> **Activity**:
From the line with "async fn health_check(State(state): State<AppState>)" to the final line of the records, every line is to be duplicated exactly, both of those lines included.

> **Dataset extract**:

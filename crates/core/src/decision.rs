//! Threshold evaluation engine for vital windows.
//!
//! Pure logic. The caller owns the reading window (see
//! [`crate::window::VitalWindows`]) and passes it in; the engine keeps no
//! per-patient state.

use std::collections::HashMap;

use crate::rules::{AlertRules, Threshold, TierPolicy};
use crate::types::Timestamp;
use crate::vitals::{normalize_vital_key, VitalSample};

/// A tier crossed by a window of readings.
#[derive(Debug, Clone, PartialEq)]
pub struct Decision {
    pub tier: TierPolicy,
    pub threshold: Threshold,
    /// The samples that satisfied the streak, oldest first.
    pub window: Vec<VitalSample>,
    pub vital_type: String,
    /// Timestamp of the newest sample in the matched window.
    pub sample_time: Timestamp,
    pub reasons: Vec<String>,
}

impl Decision {
    pub fn values(&self) -> Vec<f64> {
        self.window.iter().map(|s| s.value).collect()
    }
}

/// Per vital type: its bands in severity order, or why it cannot be
/// evaluated.
type CompiledVital = Result<Vec<(TierPolicy, Threshold)>, String>;

/// Selects the most severe tier a window crosses.
#[derive(Debug)]
pub struct DecisionEngine {
    vitals: HashMap<String, CompiledVital>,
    max_sample_age: chrono::Duration,
}

impl DecisionEngine {
    /// Compile `rules` into per-vital tier lists.
    ///
    /// A vital type whose configuration is broken is logged here and will
    /// never produce a decision. Other vital types are unaffected.
    pub fn new(rules: AlertRules) -> Self {
        let severity = rules.levels_by_severity();
        let mut vitals = HashMap::with_capacity(rules.vitals.len());

        for (vital_type, rule) in &rules.vitals {
            let compiled = match rules.validate_vital(vital_type) {
                Ok(()) => Ok(severity
                    .iter()
                    .filter_map(|level| {
                        rule.levels
                            .get(&level.name)
                            .map(|threshold| ((*level).clone(), *threshold))
                    })
                    .collect()),
                Err(e) => {
                    tracing::error!(
                        vital_type = %vital_type,
                        error = %e,
                        "Vital type disabled due to invalid alert rules"
                    );
                    Err(e.to_string())
                }
            };
            vitals.insert(vital_type.clone(), compiled);
        }

        let max_sample_age = chrono::Duration::seconds(
            i64::try_from(rules.max_sample_age_seconds).unwrap_or(i64::MAX),
        );

        Self {
            vitals,
            max_sample_age,
        }
    }

    /// Evaluate the newest readings in `window` for one patient.
    ///
    /// Tiers are tried most severe first and the first whose last
    /// `consecutive_samples` readings are all out of band wins. Returns
    /// `None` when nothing matches, the vital type is unknown, or its rules
    /// are broken.
    pub fn evaluate(
        &self,
        patient_id: &str,
        vital_type: &str,
        window: &[VitalSample],
    ) -> Option<Decision> {
        let vital_key = normalize_vital_key(vital_type, None)?;
        let tiers = match self.vitals.get(&vital_key)? {
            Ok(tiers) => tiers,
            Err(reason) => {
                tracing::debug!(
                    patient_id,
                    vital_type = %vital_key,
                    reason = %reason,
                    "Skipping misconfigured vital type"
                );
                return None;
            }
        };

        for (tier, threshold) in tiers {
            let needed = tier.consecutive_samples;
            if needed == 0 || window.len() < needed {
                continue;
            }
            let candidate = &window[window.len() - needed..];
            if self.is_stale(candidate) {
                continue;
            }
            if candidate.iter().all(|s| threshold.is_outside(s.value)) {
                let sample_time = candidate[candidate.len() - 1].timestamp;
                let reason = format!(
                    "{vital_key} outside {} for {needed} samples",
                    threshold.describe()
                );
                return Some(Decision {
                    tier: tier.clone(),
                    threshold: *threshold,
                    window: candidate.to_vec(),
                    vital_type: vital_key,
                    sample_time,
                    reasons: vec![reason],
                });
            }
        }

        None
    }

    fn is_stale(&self, candidate: &[VitalSample]) -> bool {
        match (candidate.first(), candidate.last()) {
            (Some(first), Some(last)) => last.timestamp - first.timestamp > self.max_sample_age,
            _ => true,
        }
    }
}

// ---------------------------------------------------------------------------
// Tests
// ---------------------------------------------------------------------------

#[cfg(test)]
mod tests {
    use chrono::{Duration, Utc};

    use super::*;
    use crate::roles::Role;
    use crate::rules::VitalRule;

    fn samples(values: &[f64]) -> Vec<VitalSample> {
        let start = Utc::now();
        values
            .iter()
            .enumerate()
            .map(|(i, v)| VitalSample::new(*v, start + Duration::seconds(i as i64)))
            .collect()
    }

    /// `critical:(40,180)` and `warning:(50,150)`, three-sample streaks.
    fn two_tier_rules() -> AlertRules {
        AlertRules::empty()
            .with_level(TierPolicy::new("warning", 1))
            .with_level(
                TierPolicy::new("critical", 2).with_escalation(vec![Role::Hospital], 30),
            )
            .with_vital(
                "heart_rate",
                VitalRule::default()
                    .with_level("critical", Threshold::new(Some(40.0), Some(180.0)))
                    .with_level("warning", Threshold::new(Some(50.0), Some(150.0))),
            )
    }

    #[test]
    fn most_severe_matching_tier_wins() {
        let engine = DecisionEngine::new(two_tier_rules());
        let decision = engine
            .evaluate("p1", "heart_rate", &samples(&[190.0, 192.0, 188.0]))
            .expect("should alert");

        assert_eq!(decision.tier.name, "critical");
        assert_eq!(decision.values(), vec![190.0, 192.0, 188.0]);
        assert_eq!(decision.reasons, vec!["heart_rate outside 40-180 for 3 samples"]);
        assert_eq!(decision.threshold, Threshold::new(Some(40.0), Some(180.0)));
    }

    #[test]
    fn falls_through_to_less_severe_tier() {
        let engine = DecisionEngine::new(two_tier_rules());
        let decision = engine
            .evaluate("p1", "heart_rate", &samples(&[160.0, 170.0, 155.0]))
            .expect("should alert");
        assert_eq!(decision.tier.name, "warning");
    }

    #[test]
    fn broken_streak_is_no_decision() {
        let engine = DecisionEngine::new(two_tier_rules());
        assert!(engine
            .evaluate("p1", "heart_rate", &samples(&[190.0, 90.0, 190.0]))
            .is_none());
    }

    #[test]
    fn only_the_newest_samples_count() {
        let engine = DecisionEngine::new(two_tier_rules());
        let decision = engine
            .evaluate("p1", "heart_rate", &samples(&[80.0, 190.0, 191.0, 192.0]))
            .expect("should alert");
        assert_eq!(decision.values(), vec![190.0, 191.0, 192.0]);
    }

    #[test]
    fn short_window_is_no_decision() {
        let engine = DecisionEngine::new(two_tier_rules());
        assert!(engine
            .evaluate("p1", "heart_rate", &samples(&[190.0, 192.0]))
            .is_none());
    }

    #[test]
    fn window_spanning_too_long_is_ignored() {
        let engine = DecisionEngine::new(two_tier_rules());
        let start = Utc::now();
        let window = vec![
            VitalSample::new(190.0, start),
            VitalSample::new(190.0, start + Duration::seconds(60)),
            VitalSample::new(190.0, start + Duration::seconds(121)),
        ];
        assert!(engine.evaluate("p1", "heart_rate", &window).is_none());
    }

    #[test]
    fn vital_type_is_normalized() {
        let engine = DecisionEngine::new(two_tier_rules());
        assert!(engine
            .evaluate("p1", " BPM ", &samples(&[30.0, 31.0, 32.0]))
            .is_some());
    }

    #[test]
    fn unknown_vital_type_is_no_decision() {
        let engine = DecisionEngine::new(two_tier_rules());
        assert!(engine
            .evaluate("p1", "glucose", &samples(&[900.0, 900.0, 900.0]))
            .is_none());
    }

    #[test]
    fn misconfigured_vital_does_not_affect_others() {
        let rules = two_tier_rules().with_vital(
            "spo2",
            VitalRule::default().with_level("critical", Threshold::default()),
        );
        let engine = DecisionEngine::new(rules);

        assert!(engine
            .evaluate("p1", "spo2", &samples(&[10.0, 10.0, 10.0]))
            .is_none());
        assert!(engine
            .evaluate("p1", "heart_rate", &samples(&[190.0, 192.0, 188.0]))
            .is_some());
    }

    #[test]
    fn per_tier_streak_lengths_apply() {
        let rules = AlertRules::empty()
            .with_level(TierPolicy::new("warning", 1).with_consecutive_samples(1))
            .with_level(TierPolicy::new("critical", 2).with_consecutive_samples(5))
            .with_vital(
                "temp",
                VitalRule::default()
                    .with_level("warning", Threshold::new(None, Some(38.0)))
                    .with_level("critical", Threshold::new(None, Some(40.0))),
            );
        let engine = DecisionEngine::new(rules);

        let decision = engine
            .evaluate("p1", "temp", &samples(&[41.0, 41.0, 41.0]))
            .expect("warning needs only one sample");
        assert_eq!(decision.tier.name, "warning");
        assert_eq!(decision.reasons, vec!["temp outside <= 38 for 1 samples"]);
    }
}
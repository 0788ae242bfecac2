//! Vital readings as they arrive from ingestion.

use serde::{Deserialize, Serialize};

use crate::types::{PatientId, Timestamp};

/// Canonical key for heart rate, whatever the device called it.
pub const VITAL_HEART_RATE: &str = "heart_rate";

/// One timestamped value inside a window.
#[derive(Debug, Clone, Copy, PartialEq, Serialize, Deserialize)]
pub struct VitalSample {
    pub value: f64,
    pub timestamp: Timestamp,
}

impl VitalSample {
    pub fn new(value: f64, timestamp: Timestamp) -> Self {
        Self { value, timestamp }
    }
}

/// A single normalized reading for one patient and vital type.
#[derive(Debug, Clone, PartialEq)]
pub struct VitalReading {
    pub patient_id: PatientId,
    /// Normalized vital key (see [`normalize_vital_key`]).
    pub vital_type: String,
    pub value: f64,
    pub unit: Option<String>,
    pub timestamp: Timestamp,
}

impl VitalReading {
    /// Build a reading from raw ingestion fields.
    ///
    /// Returns `None` when the vital type is blank or the value is not
    /// numeric. A missing timestamp means "now".
    pub fn from_raw(
        patient_id: impl Into<PatientId>,
        vital_type: &str,
        value: &serde_json::Value,
        unit: Option<&str>,
        timestamp: Option<Timestamp>,
    ) -> Option<Self> {
        let vital_type = normalize_vital_key(vital_type, unit)?;
        let value = parse_vital_value(value)?;
        Some(Self {
            patient_id: patient_id.into(),
            vital_type,
            value,
            unit: unit.map(str::to_string),
            timestamp: timestamp.unwrap_or_else(chrono::Utc::now),
        })
    }

    pub fn sample(&self) -> VitalSample {
        VitalSample::new(self.value, self.timestamp)
    }
}

/// Map device-specific vital names onto rule keys.
///
/// Keys are trimmed and lower-cased. `bpm` is heart rate, and so is `ecg`
/// when the device reports its value in bpm.
pub fn normalize_vital_key(vital_type: &str, unit: Option<&str>) -> Option<String> {
    let normalized = vital_type.trim().to_ascii_lowercase();
    if normalized.is_empty() {
        return None;
    }
    match normalized.as_str() {
        "bpm" | VITAL_HEART_RATE => Some(VITAL_HEART_RATE.to_string()),
        "ecg" if unit.is_some_and(|u| u.trim().eq_ignore_ascii_case("bpm")) => {
            Some(VITAL_HEART_RATE.to_string())
        }
        _ => Some(normalized),
    }
}

/// Accept numbers and numeric strings; anything else is not a reading.
pub fn parse_vital_value(value: &serde_json::Value) -> Option<f64> {
    let parsed = match value {
        serde_json::Value::Number(n) => n.as_f64(),
        serde_json::Value::String(s) => s.trim().parse::<f64>().ok(),
        _ => None,
    };
    parsed.filter(|v| v.is_finite())
}
use axum::extract::State;
use axum::{routing::get, Json, Router};
use serde::Serialize;

use crate::state::AppState;

/// Health check response payload.
#[derive(Serialize)]
pub struct HealthResponse {
    pub status: &'static str,
    /// Crate version from Cargo.toml.
    pub version: &'static str,
    /// Alerts still waiting for acknowledgment or escalation.
    pub active_alerts: usize,
    /// Live subscriptions across every delivery path.
    pub subscribers: usize,
    pub ws_connections: usize,
}

/// GET /health -- service status and delivery counters.
async fn health_check(State(state): State<AppState>) -> Json<HealthResponse> {
    Json(HealthResponse {
        status: "ok",
        version: env!("CARGO_PKG_VERSION"),
        active_alerts: state.lifecycle.active_count(),
        subscribers: state.registry.subscriber_count(),
        ws_connections: state.ws_manager.connection_count().await,
    })
}

/// Mount health check routes (intended for root-level, NOT under `/api/v1`).
pub fn router() -> Router<AppState> {
    Router::new().route("/health", get(health_check))
}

> **Answer to this exercise**:
async fn health_check(State(state): State<AppState>) -> Json<HealthResponse> {
    Json(HealthResponse {
        status: "ok",
        version: env!("CARGO_PKG_VERSION"),
        active_alerts: state.lifecycle.active_count(),
        subscribers: state.registry.subscriber_count(),
        ws_connections: state.ws_manager.connection_count().await,
    })
}

/// Mount health check routes (intended for root-level, NOT under `/api/v1`).
pub fn router() -> Router<AppState> {
    Router::new().route("/health", get(health_check))
}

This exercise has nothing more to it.